Dennoch: Stichworte sind u.a. „Achtung der Privatsphäre“, Einhaltung eines (sehr weiten) Zeit Korridors für Telefonkontakte (und Beachtung der Ablehnung von Telefonaten durch Schuldner*innen), „Umgang in wechselseitigem Respekt“, Regelungen des Verhaltens von Inkasso-Außendienstlern. Der Ablauf und die Inhalte der Inkassotätigkeit (Formulierung von Schreiben, Achtung der Vertretungen der Schuldner*innen, Forderungsüberprüfung usw.) ab Übernahme der Forderung sind in insgesamt 79 Paragrafen geregelt. Ab §75 sind Beschwerden geregelt (bei dem die Schuldner*innen kontaktierenden Inkassodienstleistern).
Auch das Verhalten bzw. der Umgang mit Schuldnerberatungsstellen ist ein aktuelles Thema. Immer wieder reagieren Inkassounternehmen nicht oder erst nach mehrmaligem Anmahnen auf Schreiben von Beratungsstellen oder beachten beispielsweise Verjährungseinreden nicht. Viele Beratungsstellen berichten auch, das Schuldner*innen trotzdem parallel weiterhin von Inkassounternehmen angeschrieben werden, obwohl die Beratungsstelle unter Vorlage einer Vertretungsvollmacht bereits Kontakt zum Inkassounternehmen aufgenommen hat. Dies führt immer wieder zu Belastungen des Beratungsverhältnisses und zu langen Verzögerungen.
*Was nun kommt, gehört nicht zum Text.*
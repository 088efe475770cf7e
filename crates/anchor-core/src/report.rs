use std::fmt;
use std::path::Path;

use serde::Serialize;

use crate::bbox::ImageSize;
use crate::error::{AnchorError, Result};
use crate::kmeans::Clustering;

/// Darknet-style backbones max-pool five times: 2^5 = 32.
pub const FEATURE_MAP_STRIDE: f64 = 32.0;

#[derive(Debug, Clone, Copy, PartialEq, Serialize)]
pub struct FeatureAnchor {
    pub w: f64,
    pub h: f64,
}

/// Clustering result in feature-map units, ready to print or export.
#[derive(Debug, Clone, Serialize)]
pub struct AnchorReport {
    pub k: usize,
    pub avg_iou: f64,
    pub iterations: usize,
    pub converged: bool,
    pub image: ImageSize,
    pub anchors: Vec<FeatureAnchor>,
}

impl AnchorReport {
    pub fn new(k: usize, clustering: &Clustering, image: ImageSize) -> Self {
        let sx = image.width as f64 / FEATURE_MAP_STRIDE;
        let sy = image.height as f64 / FEATURE_MAP_STRIDE;
        let anchors = clustering
            .anchors
            .iter()
            .map(|a| FeatureAnchor { w: a.w * sx, h: a.h * sy })
            .collect();
        Self {
            k,
            avg_iou: clustering.avg_iou,
            iterations: clustering.iterations,
            converged: clustering.converged,
            image,
            anchors,
        }
    }

    pub fn write_json(&self, path: impl AsRef<Path>) -> Result<()> {
        let path = path.as_ref();
        let body = serde_json::to_string_pretty(self).map_err(|e| AnchorError::Config(format!("encode report: {}", e)))?;
        std::fs::write(path, body).map_err(|source| AnchorError::Io { path: path.to_path_buf(), source })
    }
}

impl fmt::Display for AnchorReport {
    fn fmt(&self, f: &mut fmt::Formatter<'_>) -> fmt::Result {
        writeln!(f, "K = : {:2} | AVG_IOU:{:.6} ", self.k, self.avg_iou)?;
        if !self.converged {
            writeln!(f, "WARNING: not converged after {} iterations; anchors are best effort", self.iterations)?;
        }
        writeln!(f, "Anchors box result [relative to feature map]:")?;
        writeln!(f)?;
        for a in &self.anchors {
            writeln!(f, "({}, {})", a.w, a.h)?;
        }
        Ok(())
    }
}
Der BDIU unterhält selbst eine Beschwerdestelle, über die eine Beschwerde über die Art und Weise der Bearbeitung des Inkassomandats eingereicht werden kann, sofern das betreffende
Inkassounternehmen Mitglied des BDIU ist. Evtl. Einwände gegen die Hauptforderung können nicht auf diesem Weg erhoben werden.
Eine Beschwerde, die parallel zu einer Beschwerde bei der Aufsichtsbehörde eingereicht wird, wird nicht bearbeitet – bis die Aufsichtsbehörde entschieden hat. Danach ist eine weitere
Bearbeitung der Beschwerde beim BDIU prinzipiell möglich.
Eine Beschwerde beim BDIU kann hier eingereicht werden: https://www.inkasso.de/verbraucher/beschwerdestelle-des-bdiu
Ausdrücklich ist es möglich, auch in Vertretung eine*r Schuldner*in oder als Schuldnerberatung eine Beschwerde einzureichen. Es empfiehlt sich, Unterlagen (auch zur Übertragung an den
BDIU als [PDF-]Dateien) vorzubereiten und die Beschwerde vorzuformulieren. Der Aufwand, das Formular auszufüllen, ist dann gering und in wenigen Minuten erledigt.